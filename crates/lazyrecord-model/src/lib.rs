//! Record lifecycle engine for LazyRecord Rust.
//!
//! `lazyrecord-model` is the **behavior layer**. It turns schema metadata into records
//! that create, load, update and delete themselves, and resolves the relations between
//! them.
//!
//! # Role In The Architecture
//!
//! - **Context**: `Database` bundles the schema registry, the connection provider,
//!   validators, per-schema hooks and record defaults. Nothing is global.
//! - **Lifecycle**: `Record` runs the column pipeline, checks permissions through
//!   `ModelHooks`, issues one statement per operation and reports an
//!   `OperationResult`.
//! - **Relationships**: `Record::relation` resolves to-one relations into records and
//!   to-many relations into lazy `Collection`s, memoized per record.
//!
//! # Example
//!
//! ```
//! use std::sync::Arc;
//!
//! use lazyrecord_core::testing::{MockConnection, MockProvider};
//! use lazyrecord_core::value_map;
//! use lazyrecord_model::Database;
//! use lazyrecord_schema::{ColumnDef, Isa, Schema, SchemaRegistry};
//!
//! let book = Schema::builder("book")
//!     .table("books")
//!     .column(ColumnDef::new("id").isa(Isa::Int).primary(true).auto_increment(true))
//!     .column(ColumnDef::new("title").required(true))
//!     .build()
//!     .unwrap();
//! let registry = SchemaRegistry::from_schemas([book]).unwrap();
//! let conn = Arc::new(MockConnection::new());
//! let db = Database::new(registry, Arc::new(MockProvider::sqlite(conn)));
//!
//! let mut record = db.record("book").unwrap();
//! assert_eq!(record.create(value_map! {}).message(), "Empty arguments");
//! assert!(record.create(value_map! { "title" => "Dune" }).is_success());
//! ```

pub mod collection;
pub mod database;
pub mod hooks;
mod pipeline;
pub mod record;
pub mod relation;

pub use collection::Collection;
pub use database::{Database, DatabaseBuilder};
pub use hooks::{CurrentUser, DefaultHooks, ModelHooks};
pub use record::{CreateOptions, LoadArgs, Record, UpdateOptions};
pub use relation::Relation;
^^^^^^^^^^^^^^^^
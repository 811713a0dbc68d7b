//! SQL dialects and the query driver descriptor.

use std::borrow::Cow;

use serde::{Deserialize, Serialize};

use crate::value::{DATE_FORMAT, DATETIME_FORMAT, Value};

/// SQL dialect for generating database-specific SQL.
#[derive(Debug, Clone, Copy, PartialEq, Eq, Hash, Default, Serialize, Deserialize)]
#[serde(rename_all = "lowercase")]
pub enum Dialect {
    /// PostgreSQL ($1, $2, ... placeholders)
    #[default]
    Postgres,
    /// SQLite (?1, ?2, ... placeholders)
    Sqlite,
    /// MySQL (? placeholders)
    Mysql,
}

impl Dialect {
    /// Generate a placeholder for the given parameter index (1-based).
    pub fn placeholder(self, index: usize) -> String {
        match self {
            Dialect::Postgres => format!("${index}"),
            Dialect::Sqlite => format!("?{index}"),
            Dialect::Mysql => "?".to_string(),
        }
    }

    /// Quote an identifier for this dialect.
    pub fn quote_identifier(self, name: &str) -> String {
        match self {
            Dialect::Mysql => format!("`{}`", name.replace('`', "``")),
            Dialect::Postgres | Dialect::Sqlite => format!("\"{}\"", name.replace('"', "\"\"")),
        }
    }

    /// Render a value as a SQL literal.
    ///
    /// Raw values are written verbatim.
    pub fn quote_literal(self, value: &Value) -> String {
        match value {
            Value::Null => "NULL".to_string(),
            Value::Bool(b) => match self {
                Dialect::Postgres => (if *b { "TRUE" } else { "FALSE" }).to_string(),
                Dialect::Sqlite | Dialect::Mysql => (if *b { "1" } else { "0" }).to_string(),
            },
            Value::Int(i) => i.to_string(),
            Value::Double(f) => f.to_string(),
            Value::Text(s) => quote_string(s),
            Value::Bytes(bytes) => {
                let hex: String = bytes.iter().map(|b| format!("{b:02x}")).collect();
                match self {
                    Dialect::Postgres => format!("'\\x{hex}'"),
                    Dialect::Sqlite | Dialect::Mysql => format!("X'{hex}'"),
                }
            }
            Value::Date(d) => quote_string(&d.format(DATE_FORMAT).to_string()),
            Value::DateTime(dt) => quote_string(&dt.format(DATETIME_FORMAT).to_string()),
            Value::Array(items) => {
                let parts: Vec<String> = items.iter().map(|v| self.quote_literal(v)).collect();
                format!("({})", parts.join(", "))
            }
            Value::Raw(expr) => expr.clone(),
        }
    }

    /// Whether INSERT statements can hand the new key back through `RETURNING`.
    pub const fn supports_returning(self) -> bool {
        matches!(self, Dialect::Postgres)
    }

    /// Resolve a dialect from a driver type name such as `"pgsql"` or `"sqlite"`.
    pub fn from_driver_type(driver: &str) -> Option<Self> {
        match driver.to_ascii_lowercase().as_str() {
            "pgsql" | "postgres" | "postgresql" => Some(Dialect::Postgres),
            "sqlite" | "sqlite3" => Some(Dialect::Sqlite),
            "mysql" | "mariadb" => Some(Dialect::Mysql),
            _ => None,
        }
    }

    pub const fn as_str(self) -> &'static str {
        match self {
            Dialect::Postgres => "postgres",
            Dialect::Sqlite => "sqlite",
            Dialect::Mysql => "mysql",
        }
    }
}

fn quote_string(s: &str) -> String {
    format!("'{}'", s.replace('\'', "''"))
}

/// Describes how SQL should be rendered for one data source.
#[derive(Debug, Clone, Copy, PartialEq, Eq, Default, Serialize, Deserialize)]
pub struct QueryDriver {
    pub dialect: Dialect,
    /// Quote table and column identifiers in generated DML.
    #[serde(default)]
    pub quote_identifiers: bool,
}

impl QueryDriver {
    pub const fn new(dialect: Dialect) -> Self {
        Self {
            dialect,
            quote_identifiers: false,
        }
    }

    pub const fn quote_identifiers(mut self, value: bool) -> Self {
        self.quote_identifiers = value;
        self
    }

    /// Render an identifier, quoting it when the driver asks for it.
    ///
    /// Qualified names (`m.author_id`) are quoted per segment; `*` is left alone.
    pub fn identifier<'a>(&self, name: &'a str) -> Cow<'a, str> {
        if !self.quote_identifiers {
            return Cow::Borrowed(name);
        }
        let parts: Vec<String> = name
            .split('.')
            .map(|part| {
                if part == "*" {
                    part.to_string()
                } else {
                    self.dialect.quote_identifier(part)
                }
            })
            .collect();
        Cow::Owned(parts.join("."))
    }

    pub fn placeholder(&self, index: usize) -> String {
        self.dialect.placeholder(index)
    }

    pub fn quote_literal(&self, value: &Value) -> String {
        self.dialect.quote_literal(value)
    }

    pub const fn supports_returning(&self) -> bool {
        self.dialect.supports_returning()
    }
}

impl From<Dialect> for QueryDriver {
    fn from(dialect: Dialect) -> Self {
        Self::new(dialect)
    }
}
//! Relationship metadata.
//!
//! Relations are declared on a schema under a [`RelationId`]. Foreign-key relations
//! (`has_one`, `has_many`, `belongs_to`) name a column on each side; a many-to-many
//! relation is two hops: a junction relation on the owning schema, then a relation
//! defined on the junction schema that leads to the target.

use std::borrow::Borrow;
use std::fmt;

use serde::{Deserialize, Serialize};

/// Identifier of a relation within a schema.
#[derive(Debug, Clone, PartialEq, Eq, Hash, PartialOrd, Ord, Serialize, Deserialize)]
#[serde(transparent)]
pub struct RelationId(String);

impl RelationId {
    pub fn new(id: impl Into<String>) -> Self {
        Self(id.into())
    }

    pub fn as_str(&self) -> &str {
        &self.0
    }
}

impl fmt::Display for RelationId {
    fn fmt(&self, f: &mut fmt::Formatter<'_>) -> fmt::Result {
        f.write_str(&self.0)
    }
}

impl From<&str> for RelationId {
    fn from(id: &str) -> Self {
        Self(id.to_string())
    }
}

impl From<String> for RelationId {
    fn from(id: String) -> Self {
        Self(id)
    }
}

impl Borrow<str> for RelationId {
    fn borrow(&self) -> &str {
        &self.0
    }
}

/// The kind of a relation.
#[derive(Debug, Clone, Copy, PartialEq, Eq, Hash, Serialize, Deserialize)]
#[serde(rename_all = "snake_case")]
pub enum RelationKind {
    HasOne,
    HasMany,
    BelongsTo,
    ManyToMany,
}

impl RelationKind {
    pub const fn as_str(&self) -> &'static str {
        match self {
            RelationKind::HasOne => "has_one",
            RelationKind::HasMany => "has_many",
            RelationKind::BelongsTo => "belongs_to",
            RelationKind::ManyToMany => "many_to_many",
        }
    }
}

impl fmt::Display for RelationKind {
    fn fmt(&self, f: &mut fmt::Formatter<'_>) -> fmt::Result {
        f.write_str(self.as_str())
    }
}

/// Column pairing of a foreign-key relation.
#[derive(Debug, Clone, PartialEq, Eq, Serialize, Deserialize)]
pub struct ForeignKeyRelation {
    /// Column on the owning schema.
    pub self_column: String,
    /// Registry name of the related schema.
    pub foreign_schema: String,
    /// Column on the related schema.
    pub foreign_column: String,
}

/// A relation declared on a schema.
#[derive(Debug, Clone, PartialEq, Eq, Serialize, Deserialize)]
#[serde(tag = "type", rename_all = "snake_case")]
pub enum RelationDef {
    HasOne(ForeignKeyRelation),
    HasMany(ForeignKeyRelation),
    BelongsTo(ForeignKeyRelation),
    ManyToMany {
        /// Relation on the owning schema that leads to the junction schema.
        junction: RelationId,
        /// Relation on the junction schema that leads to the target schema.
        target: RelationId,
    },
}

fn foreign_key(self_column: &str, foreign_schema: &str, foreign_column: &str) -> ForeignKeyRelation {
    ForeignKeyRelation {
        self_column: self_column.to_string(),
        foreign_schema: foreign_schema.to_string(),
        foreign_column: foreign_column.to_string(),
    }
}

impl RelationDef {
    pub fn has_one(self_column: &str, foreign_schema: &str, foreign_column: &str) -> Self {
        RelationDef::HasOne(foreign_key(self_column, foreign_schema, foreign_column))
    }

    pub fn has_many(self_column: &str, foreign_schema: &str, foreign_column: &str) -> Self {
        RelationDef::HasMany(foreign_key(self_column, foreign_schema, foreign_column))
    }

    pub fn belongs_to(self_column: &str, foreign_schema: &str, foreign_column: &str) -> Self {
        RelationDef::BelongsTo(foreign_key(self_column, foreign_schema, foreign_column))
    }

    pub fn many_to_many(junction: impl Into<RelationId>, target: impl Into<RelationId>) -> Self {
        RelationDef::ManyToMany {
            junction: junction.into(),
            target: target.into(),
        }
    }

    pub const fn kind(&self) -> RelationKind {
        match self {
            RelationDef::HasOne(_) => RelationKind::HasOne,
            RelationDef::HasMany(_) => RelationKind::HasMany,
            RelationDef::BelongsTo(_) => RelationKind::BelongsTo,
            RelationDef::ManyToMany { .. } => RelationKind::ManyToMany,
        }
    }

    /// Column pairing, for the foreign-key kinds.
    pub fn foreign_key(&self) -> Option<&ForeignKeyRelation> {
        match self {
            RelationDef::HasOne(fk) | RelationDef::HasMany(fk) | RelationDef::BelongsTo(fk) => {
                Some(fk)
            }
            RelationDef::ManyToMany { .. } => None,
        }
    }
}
^^^^^^^^^^^^^^^^
-- PROBLEM DESCRIPTION --
All lines of the material that contain the string "title" are to be copied.

-- TASK OUTPUT --
//!     .column(ColumnDef::new("title").required(true))
//! assert!(record.create(value_map! { "title" => "Dune" }).is_success());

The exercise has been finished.